During an interview with The Associated Press on Friday, Barr offered details about the series of events that unfolded on Monday. As the president held his briefing in the Rose Garden, peaceful protesters were forcefully cleared from the streets with reportedly the use of tear gas.
Although Barr at the White House during the time, he insists he was not involved in any tactical commands.
“They told me they were about to make the announcement and I think they stretched the announcements over 20 minutes,” Barr explained.

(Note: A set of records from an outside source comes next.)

//! Mean time to acknowledge.
//!
//! Incidents are listed, each incident's associated alert ids are looked up,
//! and every referenced alert is then fetched in one OR-filtered listing. An
//! incident starts at its earliest-created associated alert. The provider
//! exposes no first-notification time yet, so every sample carries
//! [`TimeToAck::Unavailable`].

use std::collections::{HashMap, HashSet};
use std::sync::Arc;

use chrono::{DateTime, Utc};
use tokio::sync::Semaphore;
use tokio::task::JoinSet;
use tracing::{debug, info, warn};

use crate::Result;
use crate::genie_client::{Alert, GenieClient, Incident};
use crate::paging::Pager;
use crate::types::{ListQuery, SortOrder};

use super::{Datapoint, Series};

const INCIDENT_SORT: &str = "insertedAt";
const ALERT_SORT: &str = "createdAt";

/// An incident paired with the alert ids the provider links to it.
#[derive(Debug, Clone)]
pub struct CorrelatedIncident {
    pub incident: Incident,
    pub alert_ids: Vec<String>,
}

/// Alerts keyed by id.
#[derive(Debug, Default)]
pub struct AlertIndex {
    by_id: HashMap<String, Alert>,
}

impl AlertIndex {
    pub fn len(&self) -> usize {
        self.by_id.len()
    }

    pub fn is_empty(&self) -> bool {
        self.by_id.is_empty()
    }

    pub fn get(&self, id: &str) -> Option<&Alert> {
        self.by_id.get(id)
    }

    /// Earliest-created alert among `ids`. Ids missing from the index are ignored.
    pub fn earliest<'a>(&'a self, ids: &[String]) -> Option<&'a Alert> {
        let mut matched: Vec<&Alert> = ids.iter().filter_map(|id| self.get(id)).collect();
        matched.sort_by_key(|alert| alert.created_at);
        matched.first().copied()
    }

    /// Ids referenced by `incidents` that have no alert in the index.
    pub fn missing<'a>(&self, incidents: &'a [CorrelatedIncident]) -> Vec<&'a str> {
        incidents
            .iter()
            .flat_map(|c| c.alert_ids.iter())
            .filter(|id| !self.by_id.contains_key(id.as_str()))
            .map(String::as_str)
            .collect()
    }
}

impl FromIterator<Alert> for AlertIndex {
    fn from_iter<I: IntoIterator<Item = Alert>>(iter: I) -> Self {
        Self {
            by_id: iter
                .into_iter()
                .map(|alert| (alert.id.clone(), alert))
                .collect(),
        }
    }
}

/// Time from an incident's first alert to its first client notification.
#[derive(Clone, Copy, Debug, Eq, PartialEq)]
pub enum TimeToAck {
    /// No notification timestamp is available from the provider.
    Unavailable,
}

impl TimeToAck {
    pub const fn as_millis(self) -> Option<f64> {
        match self {
            Self::Unavailable => None,
        }
    }
}

#[derive(Clone, Debug)]
pub struct MttaSample {
    pub incident_id: String,
    pub started_at: Option<DateTime<Utc>>,
    pub time_to_ack: TimeToAck,
}

#[derive(Clone, Debug, Default)]
pub struct MttaReport {
    pub samples: Vec<MttaSample>,
    /// Remote calls that failed; their data is missing from `samples`.
    pub failures: usize,
}

impl MttaReport {
    pub const fn is_complete(&self) -> bool {
        self.failures == 0
    }

    /// One datapoint per incident with a known start, ordered by start time.
    pub fn into_series(self, target: &str) -> Series {
        let mut datapoints: Vec<Datapoint> = self
            .samples
            .into_iter()
            .filter_map(|sample| {
                sample
                    .started_at
                    .map(|start| {
                        Datapoint(sample.time_to_ack.as_millis(), start.timestamp_millis())
                    })
            })
            .collect();
        datapoints.sort_by_key(|point| point.1);
        Series {
            target: target.to_string(),
            datapoints,
        }
    }
}

/// `id:<a> OR id:<b> ...` over the distinct ids, in first-seen order.
pub fn alert_id_filter(incidents: &[CorrelatedIncident]) -> Option<String> {
    let mut seen = HashSet::new();
    let terms: Vec<String> = incidents
        .iter()
        .flat_map(|c| c.alert_ids.iter())
        .filter(|id| seen.insert(id.as_str()))
        .map(|id| format!("id:{id}"))
        .collect();
    if terms.is_empty() {
        None
    } else {
        Some(terms.join(" OR "))
    }
}

pub fn samples(incidents: &[CorrelatedIncident], index: &AlertIndex) -> Vec<MttaSample> {
    incidents
        .iter()
        .map(|correlated| {
            let first = index.earliest(&correlated.alert_ids);
            debug!(
                incident_id = %correlated.incident.id,
                alerts = correlated.alert_ids.len(),
                first_alert = first.map_or("-", |a| a.id.as_str()),
                "incident start resolved"
            );
            MttaSample {
                incident_id: correlated.incident.id.clone(),
                started_at: first.map(|alert| alert.created_at),
                time_to_ack: TimeToAck::Unavailable,
            }
        })
        .collect()
}

pub struct Correlator {
    client: GenieClient,
    pager: Pager,
    concurrency: usize,
}

impl Correlator {
    pub fn new(client: GenieClient, pager: Pager, concurrency: usize) -> Self {
        Self {
            client,
            pager,
            concurrency: concurrency.max(1),
        }
    }

    pub async fn run(&self) -> MttaReport {
        let mut failures = 0;

        let incidents = self
            .client
            .all_incidents(
                self.pager,
                &ListQuery::sorted(INCIDENT_SORT, SortOrder::Desc),
            )
            .await;
        if !incidents.is_complete() {
            failures += 1;
        }

        let (correlated, lookup_failures) = self.attach_alert_ids(incidents.items).await;
        failures += lookup_failures;

        let index = match alert_id_filter(&correlated) {
            Some(filter) => {
                let alerts = self
                    .client
                    .all_alerts(
                        self.pager,
                        &ListQuery::sorted(ALERT_SORT, SortOrder::Desc).with_query(filter),
                    )
                    .await;
                if !alerts.is_complete() {
                    failures += 1;
                }
                alerts.items.into_iter().collect::<AlertIndex>()
            }
            None => AlertIndex::default(),
        };

        let missing = index.missing(&correlated);
        if !missing.is_empty() {
            warn!(count = missing.len(), "associated alerts absent from alert listing");
        }

        let report = MttaReport {
            samples: samples(&correlated, &index),
            failures,
        };
        info!(
            incidents = correlated.len(),
            alerts = index.len(),
            failures = report.failures,
            "mtta correlation finished"
        );
        report
    }

    /// Look up every incident's alert ids concurrently and wait for all of them.
    async fn attach_alert_ids(
        &self,
        incidents: Vec<Incident>,
    ) -> (Vec<CorrelatedIncident>, usize) {
        let semaphore = Arc::new(Semaphore::new(self.concurrency));
        let mut tasks: JoinSet<(usize, Result<Vec<String>>)> = JoinSet::new();

        for (idx, incident) in incidents.iter().enumerate() {
            let client = self.client.clone();
            let semaphore = Arc::clone(&semaphore);
            let incident_id = incident.id.clone();
            tasks.spawn(async move {
                let Ok(_permit) = semaphore.acquire_owned().await else {
                    return (idx, Ok(Vec::new()));
                };
                (idx, client.associated_alert_ids(&incident_id).await)
            });
        }

        let mut alert_ids: Vec<Vec<String>> = vec![Vec::new(); incidents.len()];
        let mut failures = 0;
        while let Some(joined) = tasks.join_next().await {
            match joined {
                Ok((idx, Ok(ids))) => alert_ids[idx] = ids,
                Ok((idx, Err(err))) => {
                    failures += 1;
                    warn!(
                        incident_id = %incidents[idx].id,
                        error = %err,
                        "associated alert lookup failed"
                    );
                }
                Err(join_err) => {
                    failures += 1;
                    warn!(error = %join_err, "associated alert lookup task failed");
                }
            }
        }

        let correlated = incidents
            .into_iter()
            .zip(alert_ids)
            .map(|(incident, alert_ids)| CorrelatedIncident {
                incident,
                alert_ids,
            })
            .collect();
        (correlated, failures)
    }
}

#[cfg(test)]
mod tests {
    use super::{
        AlertIndex, CorrelatedIncident, MttaReport, MttaSample, TimeToAck, alert_id_filter, samples,
    };
    use crate::genie_client::{Alert, Incident};
    use chrono::{TimeZone, Utc};

    fn alert(id: &str, secs: i64) -> Alert {
        let created_at = match Utc.timestamp_opt(secs, 0).single() {
            Some(ts) => ts,
            None => panic!("bad timestamp {secs}"),
        };
        Alert {
            id: id.to_string(),
            tiny_id: None,
            message: None,
            status: None,
            acknowledged: false,
            created_at,
            fields: serde_json::Map::new(),
        }
    }

    fn correlated(id: &str, alert_ids: &[&str]) -> CorrelatedIncident {
        CorrelatedIncident {
            incident: Incident {
                id: id.to_string(),
                tiny_id: None,
                message: None,
                status: None,
                inserted_at: None,
                fields: serde_json::Map::new(),
            },
            alert_ids: alert_ids.iter().map(|s| (*s).to_string()).collect(),
        }
    }

    #[test]
    fn earliest_associated_alert_starts_the_incident() {
        let index: AlertIndex = vec![alert("a1", 200), alert("a2", 100), alert("a3", 300)]
            .into_iter()
            .collect();
        let ids = vec!["a1".to_string(), "a2".to_string(), "a3".to_string()];
        assert_eq!(index.earliest(&ids).map(|a| a.id.as_str()), Some("a2"));
    }

    #[test]
    fn index_has_one_entry_per_alert_id() {
        let index: AlertIndex = vec![alert("a1", 1), alert("a2", 2), alert("a1", 1)]
            .into_iter()
            .collect();
        assert_eq!(index.len(), 2);
        assert!(index.get("a1").is_some());
        assert!(index.get("a3").is_none());
    }

    #[test]
    fn filter_joins_distinct_ids_with_or() {
        let incidents = vec![correlated("i1", &["a1", "a2"]), correlated("i2", &["a2", "a3"])];
        assert_eq!(
            alert_id_filter(&incidents).as_deref(),
            Some("id:a1 OR id:a2 OR id:a3")
        );
        assert!(alert_id_filter(&[correlated("i3", &[])]).is_none());
    }

    #[test]
    fn samples_report_unavailable_acknowledgement() {
        let index: AlertIndex = vec![alert("a1", 50)].into_iter().collect();
        let incidents = vec![correlated("i1", &["a1"]), correlated("i2", &["gone"])];
        let computed = samples(&incidents, &index);
        assert_eq!(computed.len(), 2);
        assert_eq!(computed[0].started_at.map(|t| t.timestamp()), Some(50));
        assert!(computed[1].started_at.is_none());
        assert!(computed.iter().all(|s| s.time_to_ack == TimeToAck::Unavailable));
        assert_eq!(index.missing(&incidents), vec!["gone"]);
    }

    #[test]
    fn series_has_null_values_ordered_by_start() {
        let at = |secs| Utc.timestamp_opt(secs, 0).single();
        let report = MttaReport {
            samples: vec![
                MttaSample {
                    incident_id: "late".into(),
                    started_at: at(20),
                    time_to_ack: TimeToAck::Unavailable,
                },
                MttaSample {
                    incident_id: "unknown".into(),
                    started_at: None,
                    time_to_ack: TimeToAck::Unavailable,
                },
                MttaSample {
                    incident_id: "early".into(),
                    started_at: at(10),
                    time_to_ack: TimeToAck::Unavailable,
                },
            ],
            failures: 0,
        };
        let series = report.into_series("MTTA");
        let body = match serde_json::to_value(&series) {
            Ok(body) => body,
            Err(err) => panic!("serialize: {err}"),
        };
        assert_eq!(
            body,
            serde_json::json!({"target": "MTTA", "datapoints": [[null, 10_000], [null, 20_000]]})
        );
    }
}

He continued, adding, “During the time I was there, I would periodically hear announcements. They had the Park Police mounted unit ready, so it was just a matter of execution. So I didn’t just say to them, ‘Go.’”
“I’m not involved in giving tactical commands like that. I was frustrated and I was also worried that as the crowd grew, it was going to be harder and harder to do. So my attitude was ‘Get it done,’ but I didn’t say, ‘Go do it.’”
Following Trump’s press briefing on Monday, law enforcement agencies around the White House were deeply criticized for the use of tear gas and rubber bullets on peaceful protesters. Initially, the USPP denied the use of tear gas.
But now, USPP is sharing a different perspective of the incident. On Friday, Sgt. Eduardo Delgado, a spokesperson for the Park Police, released a statement admitting the department’s mistake in terminology. Delgado told CNN the department could have described pepper balls as a form of tear gas.
“The point is we admitted to using what we used,” Delgado said. “I think the term ‘tear gas’ doesn’t even matter anymore. It was a mistake on our part for using ‘tear gas’ because we just assumed people would think CS or CN [gas].”
According to the Centers for Disease Control and Prevention (CDC), the chemicals used by USPP are categorized as “riot control agencies.”
The CDC’s emergency fact sheet reads: “Riot control agents (sometimes referred to as ‘tear gas’) are chemical compounds that temporarily make people unable to function by causing irritation to the eyes, mouth, throat, lungs, and skin.”